今回のテーマは直腸の手術。
直腸癌の手術方法はここ十数年で大きく変化しています。
以前は直腸癌といえば手術をすれば人工肛門の生活を余儀なくされていたのですが、最近は肛門を残す手術が主流となってきています。
肛門を残すか残さないかというのは患者さんの生活にとって大きな違いがあり、患者さんはほぼ100%といっていいほど肛門を残すことを希望されます。
やはり患者さんにとっては人工肛門というものは、抵抗があることは間違いありません。
肛門から普通に便をすることが患者さんのその後の人生の質(QOL)にとって非常に重要です。
(人工肛門は腸管を腹壁に固定して、そこから便が出るようにするものであり、元々の肛門は閉じてしまうか、全く使わなくなってしまいます。
そして腹壁に固定したパウチという袋に便を貯めて、適宜捨てるということをします。)
大腸肛門外科のここ20年はいかに肛門を残して根治的な手術ができるかを追求しているといっても過言ではないでしょう。
肛門を残すか残さないかは「癌の種類、肛門からの距離、癌の深達度」などが重要です。
特に肛門からの腫瘍までの距離が非常に重要です。
また無理をして、肛門を残しても、癌が再発したり、便を失禁してしまっては患者さんのQOLは非常に悪くなってしまいます。
そのあたりの見極めがとても重要になってくるのです。
まあ、この話をするととっても長くなってしますのでやめておきます。
しかし、直腸癌の手術での肛門の温存に大きく寄与したのは「自動吻合器」の登場があると思います。

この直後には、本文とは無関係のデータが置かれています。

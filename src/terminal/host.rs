//! The local terminal a surface is mounted on

use std::io::{stdout, Write};

use anyhow::{Context, Result};
use crossterm::{
    cursor::Show,
    event::{DisableBracketedPaste, EnableBracketedPaste},
    execute,
    terminal::{
        disable_raw_mode, enable_raw_mode, size as terminal_size, EnterAlternateScreen,
        LeaveAlternateScreen,
    },
};

/// Size of the visible terminal area in cells
#[derive(Debug, Clone, Copy, PartialEq, Eq)]
pub struct Viewport {
    pub cols: u16,
    pub rows: u16,
}

impl Viewport {
    pub fn new(cols: u16, rows: u16) -> Self {
        // A zero-sized grid is never useful to the remote PTY
        Self {
            cols: cols.max(1),
            rows: rows.max(1),
        }
    }
}

/// Container a terminal surface attaches to
pub trait Host: Send {
    /// Take over the container and report its size
    fn attach(&mut self) -> Result<Viewport>;
    /// Give the container back in the state it was found
    fn detach(&mut self) -> Result<()>;
    /// Current container size
    fn viewport(&self) -> Result<Viewport>;
}

/// The process's controlling terminal, driven through crossterm
///
/// Attaching enters raw mode and the alternate screen so the remote shell
/// owns the whole window; detaching restores the user's scrollback.
#[derive(Default)]
pub struct CrosstermHost {
    attached: bool,
}

impl Host for CrosstermHost {
    fn attach(&mut self) -> Result<Viewport> {
        let viewport = self.viewport()?;
        enable_raw_mode().context("Failed to enable raw mode")?;
        self.attached = true;
        execute!(stdout(), EnterAlternateScreen, EnableBracketedPaste)
            .context("Failed to enter alternate screen")?;
        Ok(viewport)
    }

    fn detach(&mut self) -> Result<()> {
        if !self.attached {
            return Ok(());
        }
        self.attached = false;
        let mut stdout = stdout();
        execute!(stdout, DisableBracketedPaste, LeaveAlternateScreen, Show)?;
        stdout.flush()?;
        disable_raw_mode().context("Failed to disable raw mode")?;
        Ok(())
    }

    fn viewport(&self) -> Result<Viewport> {
        let (cols, rows) = terminal_size().context("Failed to read terminal size")?;
        Ok(Viewport::new(cols, rows))
    }
}

impl Drop for CrosstermHost {
    fn drop(&mut self) {
        let _ = self.detach();
    }
}

/// Restore the terminal from a panic hook, where the host is out of reach
pub fn emergency_restore() {
    let _ = disable_raw_mode();
    let _ = execute!(stdout(), DisableBracketedPaste, LeaveAlternateScreen, Show);
}

/// Fixed-size host with no real terminal behind it
#[cfg(test)]
pub struct HeadlessHost {
    pub viewport: std::sync::Arc<std::sync::Mutex<Viewport>>,
    pub attached: std::sync::Arc<std::sync::atomic::AtomicUsize>,
    pub detached: std::sync::Arc<std::sync::atomic::AtomicUsize>,
}

#[cfg(test)]
impl HeadlessHost {
    pub fn new(cols: u16, rows: u16) -> Self {
        Self {
            viewport: std::sync::Arc::new(std::sync::Mutex::new(Viewport::new(cols, rows))),
            attached: Default::default(),
            detached: Default::default(),
        }
    }
}

#[cfg(test)]
impl Host for HeadlessHost {
    fn attach(&mut self) -> Result<Viewport> {
        self.attached.fetch_add(1, std::sync::atomic::Ordering::SeqCst);
        self.viewport()
    }

    fn detach(&mut self) -> Result<()> {
        self.detached.fetch_add(1, std::sync::atomic::Ordering::SeqCst);
        Ok(())
    }

    fn viewport(&self) -> Result<Viewport> {
        Ok(*self.viewport.lock().unwrap_or_else(|p| p.into_inner()))
    }
}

骨盤の中はとても狭いうえに奥深く、手が入りにくく手術がしにくい場所です。
直腸癌の手術を行うときには癌のさらに奥で直腸を切離してS状結腸と吻合しなければいけないのでどうしても手で縫うのは限界が出てきます。
それを自動吻合器でガッシャンとやってしまえば一発で吻合ができてしまうというわけです。
そのため以前では人工肛門になってしまった直腸の癌の手術でも今では普通に吻合することができるようになっています。
直腸の手術の手順としては下の図に書いたとおり、
①S状結腸を切離してアンビルヘッドを固定しておく。
②直腸を自動縫合器で切離して病変を含む直腸を摘出する。
③肛門から自動吻合器を挿入してS状結腸に固定したアンビルヘッドと結合する。
④自動吻合器をファイアーして吻合を完了する。
というようなことをします。
手で縫うのと較べると格段に楽で、さらに安心感があります。
針を通したり、操作するのが骨盤の中はとても難しく正確に直腸やS状結腸の壁を縫ったり、漏れの無いように縫うためにはとても高度な技術が必要で、その手術の正否を分けるところであります。
それを自動吻合器は一度ですませてしまうことができます。
しかしそれでも直腸の手術の時に緊張するところの一つがこの吻合の時なのです。
この吻合の出来不出来によって、患者さんのそのあとの、人生における排便のクオリティがかかっているので、自動吻合器を使った吻合でも気を抜けないというのは確かです。
しかしこの作業をしていると慣れっこになっているのですが、はたから見るとおそらくものすごく「えげつない」作業なんだろうなと思います。
砕石位という足を開いた恰好の患者さんの肛門から直径3cmほどの自動吻合器を挿入して吻合するのです。
患者さんはもちろん麻酔がかかっているのでそんなことはわからないのですが、「なかなか、すごいことをやっているな」といつも思っています。
しかし、この吻合法があるおかげで、人工肛門を免れることができる患者さんが多数いるということは間違いありません。
この「えげつない吻合」を「いともたやすく行うことができる」自動吻合器はすごいですね。
ちなみに「自動吻合器」の原型を開発したのは京都府立大学の峯勝(みね・まさる)先生(1904~1990)だそうです。
日本人外科医の情熱が手術の可能性を大きく替えていったということを知ると、まだまだおいらも頑張らなくてはと思います。